▸ **What to work on**
In the data below, which lines hold "self"? Copy every one.

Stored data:

>>>

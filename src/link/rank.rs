//! Semantic ranking of the property vocabulary along four channels.
//!
//! All table embeddings and embedder output are pre-normalized, so cosine
//! similarity is a plain dot product.

use std::cmp::Ordering;

use crate::embeddings::dot;
use crate::error::Result;
use crate::link::LinkContext;

/// A (property, score) pair from one ranking channel.
#[derive(Debug, Clone, PartialEq)]
pub struct RankedCandidate {
    pub property_id: String,
    pub score: f32,
}

/// Top-K candidates per channel, each sorted by score descending.
#[derive(Debug, Clone, Default)]
pub struct ChannelRankings {
    /// predicate text vs. property labels
    pub by_label: Vec<RankedCandidate>,
    /// full clause vs. property descriptions
    pub by_description: Vec<RankedCandidate>,
    /// full clause vs. exemplar statements (max per property)
    pub by_statements: Vec<RankedCandidate>,
    /// predicate text vs. property aliases (max per property)
    pub by_aliases: Vec<RankedCandidate>,
}

impl ChannelRankings {
    /// All candidates in fixed channel order: label, description, statement,
    /// alias. A property may appear more than once when several channels
    /// favor it.
    pub fn pooled(&self) -> impl Iterator<Item = &RankedCandidate> {
        self.by_label
            .iter()
            .chain(self.by_description.iter())
            .chain(self.by_statements.iter())
            .chain(self.by_aliases.iter())
    }
}

/// Score every property against the mention along the four channels and keep
/// the top-K of each. Properties without alias or exemplar embeddings are
/// excluded from those channels, not scored as zero.
pub async fn rank_properties(
    ctx: &LinkContext,
    clause: &str,
    predicate: &str,
) -> Result<ChannelRankings> {
    log::info!("Ranking candidate properties for predicate: {}", predicate);

    let clause_emb = ctx.embedder.embed(clause).await?;
    let predicate_emb = ctx.embedder.embed(predicate).await?;
    let top_k = ctx.options.top_k;

    let by_label = top_channel(
        ctx.properties
            .iter()
            .map(|p| (p.id.as_str(), dot(&predicate_emb, &p.label_embedding))),
        top_k,
    );

    let by_description = top_channel(
        ctx.properties
            .iter()
            .map(|p| (p.id.as_str(), dot(&clause_emb, &p.description_embedding))),
        top_k,
    );

    let by_statements = top_channel(
        ctx.constraints.iter().filter_map(|c| {
            c.statements_embedding
                .as_deref()
                .filter(|embs| !embs.is_empty())
                .map(|embs| (c.id.as_str(), max_similarity(&clause_emb, embs)))
        }),
        top_k,
    );

    let by_aliases = top_channel(
        ctx.properties.iter().filter_map(|p| {
            p.aliases_embedding
                .as_deref()
                .filter(|embs| !embs.is_empty())
                .map(|embs| (p.id.as_str(), max_similarity(&predicate_emb, embs)))
        }),
        top_k,
    );

    Ok(ChannelRankings {
        by_label,
        by_description,
        by_statements,
        by_aliases,
    })
}

fn max_similarity(query: &[f32], embeddings: &[Vec<f32>]) -> f32 {
    embeddings
        .iter()
        .map(|emb| dot(query, emb))
        .fold(f32::NEG_INFINITY, f32::max)
}

/// Sort descending and truncate. The sort is stable, so equal scores keep
/// first-seen table order.
fn top_channel<'a>(
    scored: impl Iterator<Item = (&'a str, f32)>,
    top_k: usize,
) -> Vec<RankedCandidate> {
    let mut ranked: Vec<RankedCandidate> = scored
        .map(|(id, score)| RankedCandidate {
            property_id: id.to_string(),
            score,
        })
        .collect();
    ranked.sort_by(|a, b| b.score.partial_cmp(&a.score).unwrap_or(Ordering::Equal));
    ranked.truncate(top_k);
    ranked
}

<<<

▸ **Finished task**
    pub fn pooled(&self) -> impl Iterator<Item = &RankedCandidate> {
        self.by_label
            .chain(self.by_description.iter())
            .chain(self.by_statements.iter())
            .chain(self.by_aliases.iter())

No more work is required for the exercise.